Unless you’ve been living in a cave for the past couple of years, you’ve probably been hearing a lot of talk about the “keto diet”. According to Google Trends data, consumer interest in the keto diet outstripped interest in vegan eating for much of 2018.
One reason for this is the growing awareness of keto’s amazingly quick, yet long-term effect on weight loss. But there is so much more to the ketogenic diet than weight loss. This article will give you a brief insight into the keto diet, but if you want more, authoritative and unbiased information on all things keto (and other health matters), check out Authority Reports.
However, you might be thinking that because you already follow a vegan lifestyle (I prefer not to call the vegan way of eating a “diet”), then keto is not for you. After all, keto diets are all about low-carb, high-fat (largely animal fat) eating; and vegan eating is about high-carb, no-animal-fat and no animal-based protein. How is it possible to reconcile the two?
How the keto diet works
The keto diet works by forcing your body into a state of “nutritional ketosis” (NK). This should not be confused with the dangerous pathological ketosis condition that often affects people with diabetes. In effect, ketosis refers to the production of ketone bodies which are derived from fats and some amino acids. As the keto diet effectively deprives your body of carbs, your usual source of fuel or energy, so it makes use of the ketone bodies as an alternative source of energy. Put simply, the keto diet literally “burns” your stores of fat – provided you remain in a state of ketosis. Slip out of ketosis by breaking your diet, and it could take a while to regain that status and have the diet start working once again.

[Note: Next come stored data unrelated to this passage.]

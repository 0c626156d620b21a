//! Workflow execution.
//!
//! The engine walks a workflow's step graph in topological order and
//! submits each step through a [`TaskRunner`] (the coordinator). Steps run
//! one at a time; the first step whose execution fails ends the run.

use crate::core::dag::{StepGraph, WorkflowDefinition};
use crate::core::task::{TaskDefinition, TaskExecution};
use crate::error::{Error, Result};
use async_trait::async_trait;
use chrono::{DateTime, Utc};
use parking_lot::RwLock;
use serde::{Deserialize, Serialize};
use serde_json::Value;
use std::collections::HashMap;
use std::sync::atomic::{AtomicBool, Ordering};
use tracing::{debug, error, info};

/// Something that can execute a single task to completion, retries included.
#[async_trait]
pub trait TaskRunner: Send + Sync {
    async fn execute_task(&self, task: TaskDefinition) -> Result<TaskExecution>;
}

#[derive(Debug, Clone, Copy, PartialEq, Eq, Hash, Serialize, Deserialize, Default)]
#[serde(rename_all = "snake_case")]
pub enum WorkflowStatus {
    #[default]
    Pending,
    Running,
    Completed,
    Failed,
}

impl std::fmt::Display for WorkflowStatus {
    fn fmt(&self, f: &mut std::fmt::Formatter<'_>) -> std::fmt::Result {
        match self {
            WorkflowStatus::Pending => write!(f, "pending"),
            WorkflowStatus::Running => write!(f, "running"),
            WorkflowStatus::Completed => write!(f, "completed"),
            WorkflowStatus::Failed => write!(f, "failed"),
        }
    }
}

/// Record of one workflow run.
#[derive(Debug, Clone, Serialize, Deserialize)]
pub struct WorkflowRun {
    pub workflow_id: String,
    pub status: WorkflowStatus,
    /// Executions of the steps that finished, in execution order.
    pub executions: Vec<TaskExecution>,
    /// Step that ended the run, if it failed.
    pub failed_step: Option<String>,
    pub started_at: DateTime<Utc>,
    pub finished_at: Option<DateTime<Utc>>,
}

impl WorkflowRun {
    fn new(workflow_id: &str) -> Self {
        Self {
            workflow_id: workflow_id.to_string(),
            status: WorkflowStatus::Running,
            executions: Vec::new(),
            failed_step: None,
            started_at: Utc::now(),
            finished_at: None,
        }
    }

    fn finish(&mut self, status: WorkflowStatus) {
        self.status = status;
        self.finished_at = Some(Utc::now());
    }
}

#[derive(Debug, Default)]
pub struct WorkflowEngine {
    running: AtomicBool,
    last_runs: RwLock<HashMap<String, WorkflowRun>>,
}

impl WorkflowEngine {
    pub fn new() -> Self {
        Self::default()
    }

    /// Returns `false` if already running.
    pub fn start(&self) -> bool {
        !self.running.swap(true, Ordering::SeqCst)
    }

    /// Returns `false` if already stopped.
    pub fn stop(&self) -> bool {
        self.running.swap(false, Ordering::SeqCst)
    }

    pub fn is_running(&self) -> bool {
        self.running.load(Ordering::SeqCst)
    }

    /// The most recent run of a workflow, successful or not.
    pub fn last_run(&self, workflow_id: &str) -> Option<WorkflowRun> {
        self.last_runs.read().get(workflow_id).cloned()
    }

    /// Run every step of `workflow` through `runner`.
    ///
    /// `params` is merged into each step's config before submission.
    ///
    /// # Errors
    ///
    /// - `Error::WorkflowEngineStopped` if the engine is not running.
    /// - `Error::Validation` if the step graph is malformed.
    /// - `Error::Workflow` wrapping the first step failure.
    pub async fn execute(
        &self,
        workflow: &WorkflowDefinition,
        params: &Value,
        runner: &dyn TaskRunner,
    ) -> Result<WorkflowRun> {
        if !self.is_running() {
            return Err(Error::WorkflowEngineStopped);
        }
        let graph = StepGraph::build(workflow)?;
        let order = graph.execution_order();

        info!(
            "Executing workflow {} ({} steps)",
            workflow.name,
            order.len()
        );
        let mut run = WorkflowRun::new(&workflow.id);

        for step in order {
            let task = TaskDefinition {
                config: merge_params(&step.task.config, params),
                ..step.task.clone()
            };
            debug!("Workflow {}: running step {}", workflow.name, step.id());

            match runner.execute_task(task).await {
                Ok(execution) => run.executions.push(execution),
                Err(e) => {
                    error!("Workflow {} failed at step {}: {}", workflow.name, step.id(), e);
                    run.failed_step = Some(step.id().to_string());
                    run.finish(WorkflowStatus::Failed);
                    self.last_runs.write().insert(workflow.id.clone(), run);
                    return Err(Error::Workflow {
                        workflow: workflow.name.clone(),
                        source: Box::new(e),
                    });
                }
            }
        }

        run.finish(WorkflowStatus::Completed);
        info!("Workflow {} completed", workflow.name);
        self.last_runs.write().insert(workflow.id.clone(), run.clone());
        Ok(run)
    }
}

/// Shallow-merge `params` under a step's own config. Step keys win.
///
/// Non-object configs are left alone; a null config takes `params` as is.
fn merge_params(config: &Value, params: &Value) -> Value {
    match (config, params) {
        (Value::Object(own), Value::Object(shared)) => {
            let mut merged = shared.clone();
            for (k, v) in own {
                merged.insert(k.clone(), v.clone());
            }
            Value::Object(merged)
        }
        (Value::Null, Value::Object(_)) => params.clone(),
        _ => config.clone(),
    }
}
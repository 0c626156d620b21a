//! In-process message bus.
//!
//! Named topics with synchronous delivery: every handler subscribed to a
//! topic runs inside the `publish` call, in subscription order. The bus
//! decouples coordinator-internal notifications (task assignment,
//! completion, health checks) from whoever wants to react to them.

use crate::config::DEFAULT_MAX_SUBSCRIBERS;
use crate::core::task::{ExecutionId, ExecutionStatus};
use crate::error::{Error, Result};
use parking_lot::RwLock;
use serde::{Deserialize, Serialize};
use std::collections::HashMap;
use std::sync::atomic::{AtomicBool, AtomicU64, Ordering};
use std::sync::Arc;
use tracing::{debug, trace};

pub const TOPIC_TASK_ASSIGNMENT: &str = "task_assignment";
pub const TOPIC_TASK_COMPLETION: &str = "task_completion";
pub const TOPIC_HEALTH_CHECK: &str = "health_check";

/// Messages carried by the bus.
#[derive(Debug, Clone, PartialEq, Serialize, Deserialize)]
#[serde(rename_all = "snake_case", tag = "type")]
pub enum BusMessage {
    TaskAssignment {
        execution_id: ExecutionId,
        task_id: String,
        agent_id: String,
    },
    TaskCompletion {
        execution_id: ExecutionId,
        task_id: String,
        agent_id: Option<String>,
        status: ExecutionStatus,
        duration_ms: Option<u64>,
        error: Option<String>,
    },
    HealthCheck {
        system_health: f64,
        restarted: Vec<String>,
    },
    Custom {
        topic: String,
        payload: serde_json::Value,
    },
}

impl BusMessage {
    pub fn topic(&self) -> &str {
        match self {
            BusMessage::TaskAssignment { .. } => TOPIC_TASK_ASSIGNMENT,
            BusMessage::TaskCompletion { .. } => TOPIC_TASK_COMPLETION,
            BusMessage::HealthCheck { .. } => TOPIC_HEALTH_CHECK,
            BusMessage::Custom { topic, .. } => topic,
        }
    }
}

/// Handle returned by [`MessageBus::subscribe`].
#[derive(Debug, Clone, Copy, PartialEq, Eq, Hash)]
pub struct SubscriptionId(u64);

type Handler = Arc<dyn Fn(&BusMessage) + Send + Sync>;

pub struct MessageBus {
    topics: RwLock<HashMap<String, Vec<(SubscriptionId, Handler)>>>,
    max_subscribers: usize,
    next_id: AtomicU64,
    running: AtomicBool,
}

impl MessageBus {
    pub fn new(max_subscribers: usize) -> Self {
        Self {
            topics: RwLock::new(HashMap::new()),
            max_subscribers,
            next_id: AtomicU64::new(1),
            running: AtomicBool::new(false),
        }
    }

    /// Accept publications from now on. Returns `false` if already running.
    pub fn start(&self) -> bool {
        !self.running.swap(true, Ordering::SeqCst)
    }

    /// Drop publications from now on. Subscriptions are kept.
    pub fn stop(&self) -> bool {
        self.running.swap(false, Ordering::SeqCst)
    }

    pub fn is_running(&self) -> bool {
        self.running.load(Ordering::SeqCst)
    }

    /// Register a handler for a topic.
    ///
    /// # Errors
    /// Returns `Error::SubscriberLimit` if the topic already has the
    /// maximum number of subscribers.
    pub fn subscribe<F>(&self, topic: &str, handler: F) -> Result<SubscriptionId>
    where
        F: Fn(&BusMessage) + Send + Sync + 'static,
    {
        let mut topics = self.topics.write();
        let subscribers = topics.entry(topic.to_string()).or_default();
        if subscribers.len() >= self.max_subscribers {
            return Err(Error::SubscriberLimit {
                topic: topic.to_string(),
                max: self.max_subscribers,
            });
        }
        let id = SubscriptionId(self.next_id.fetch_add(1, Ordering::Relaxed));
        subscribers.push((id, Arc::new(handler)));
        debug!("Bus: subscribed {:?} to {}", id, topic);
        Ok(id)
    }

    /// Returns whether the subscription existed.
    pub fn unsubscribe(&self, id: SubscriptionId) -> bool {
        let mut topics = self.topics.write();
        for subscribers in topics.values_mut() {
            if let Some(pos) = subscribers.iter().position(|(sid, _)| *sid == id) {
                subscribers.remove(pos);
                return true;
            }
        }
        false
    }

    pub fn subscriber_count(&self, topic: &str) -> usize {
        self.topics.read().get(topic).map(Vec::len).unwrap_or(0)
    }

    /// Deliver a message to every subscriber of its topic.
    ///
    /// Returns the number of handlers invoked; 0 while the bus is stopped.
    pub fn publish(&self, message: BusMessage) -> usize {
        if !self.is_running() {
            trace!("Bus stopped, dropping {} message", message.topic());
            return 0;
        }
        // Snapshot the handlers so they may themselves publish or subscribe.
        let handlers: Vec<Handler> = self
            .topics
            .read()
            .get(message.topic())
            .map(|subs| subs.iter().map(|(_, h)| Arc::clone(h)).collect())
            .unwrap_or_default();

        for handler in &handlers {
            handler(&message);
        }
        trace!(
            "Bus: delivered {} message to {} subscribers",
            message.topic(),
            handlers.len()
        );
        handlers.len()
    }

    /// Remove every subscription.
    pub fn clear(&self) {
        self.topics.write().clear();
    }
}

impl Default for MessageBus {
    fn default() -> Self {
        Self::new(DEFAULT_MAX_SUBSCRIBERS)
    }
}

impl std::fmt::Debug for MessageBus {
    fn fmt(&self, f: &mut std::fmt::Formatter<'_>) -> std::fmt::Result {
        f.debug_struct("MessageBus")
            .field("topics", &self.topics.read().len())
            .field("running", &self.is_running())
            .finish()
    }
}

In addition to weight loss, the keto diet has several health benefits. It is thought to be useful in the as an adjunct chemotherapy in the treatment of cancer; and could also help with heart health by reducing cholesterol levels.
It could also be useful in protecting brain functioning and may even help to reduce the symptoms of certain neurological diseases such as Alzheimer’s disease and Parkinson’s disease. One study found that it helped to improve the alertness and cognitive functioning of children. It is also said to be beneficial in the treatment of autism, depression, polycystic ovary syndrome, and even type 2 diabetes. In addition, it has long been associated with helping to reduce the severity and frequency of seizures in people suffering from epilepsy.
Vegan vs keto
The question is, can people who have an ethical issue in consuming animal products follow a keto diet?
The short answer to that is “Yes” – but it won’t be easy. For starters, even the standard keto diet is not for sissies, largely because it is difficult to maintain.
Many people complain of some relatively unpleasant side effects when starting a ketogenic diet. These may not last long, as your body adapts to the new way of eating. Others may stick around for longer – up to a month or more – and for a very few people, the often debilitating side effects may never go away at all.
Nevertheless, the diet would not be as popular as it is if it couldn’t be done. And the good news is that there are supplements available that make remaining in a state of ketosis, relatively easy.
What to eat – and not eat
In order to follow a vegan keto diet, you will have to restrict your carbohydrate intake to 35 grams or less per day, eat plenty of low carb vegetables, and ensure you get at least 70% of your calories from plant-based fats; with a further 25% from plant-based proteins.
This means cutting out: grains (wheat, corn, rice, and cereals); legumes (lentils, black beans, peas and so on); sugar (honey, agave, maple syrup); fruit (apples, bananas, oranges etc); and tubers (potatoes, yam and the like).
Instead, you should eat plenty of mushrooms, leafy greens, vegetables like broccoli, cauliflower and zucchini; high-fat “dairy” such as unsweetened coconut-based yogurt, coconut cream and vegan cheeses; nuts and seeds; avocado and berries; fermented foods like natto, sauerkraut and Kimchi; sea vegetables; oils derived from coconut, olives and avocado; natural sweeteners such as stevia, erythritol and monk fruit; and – of course – vegan “meats” such as tofu, tempeh and seitan.
As said earlier, it won’t be easy. But you could use a keto calculator to help you get your proportions right; and if you are already familiar with healthy vegan eating (rather than just cutting out animal products and replacing them with unhealthy, highly sweetened, processed options), the benefits for your health, and that of the planet, could be huge.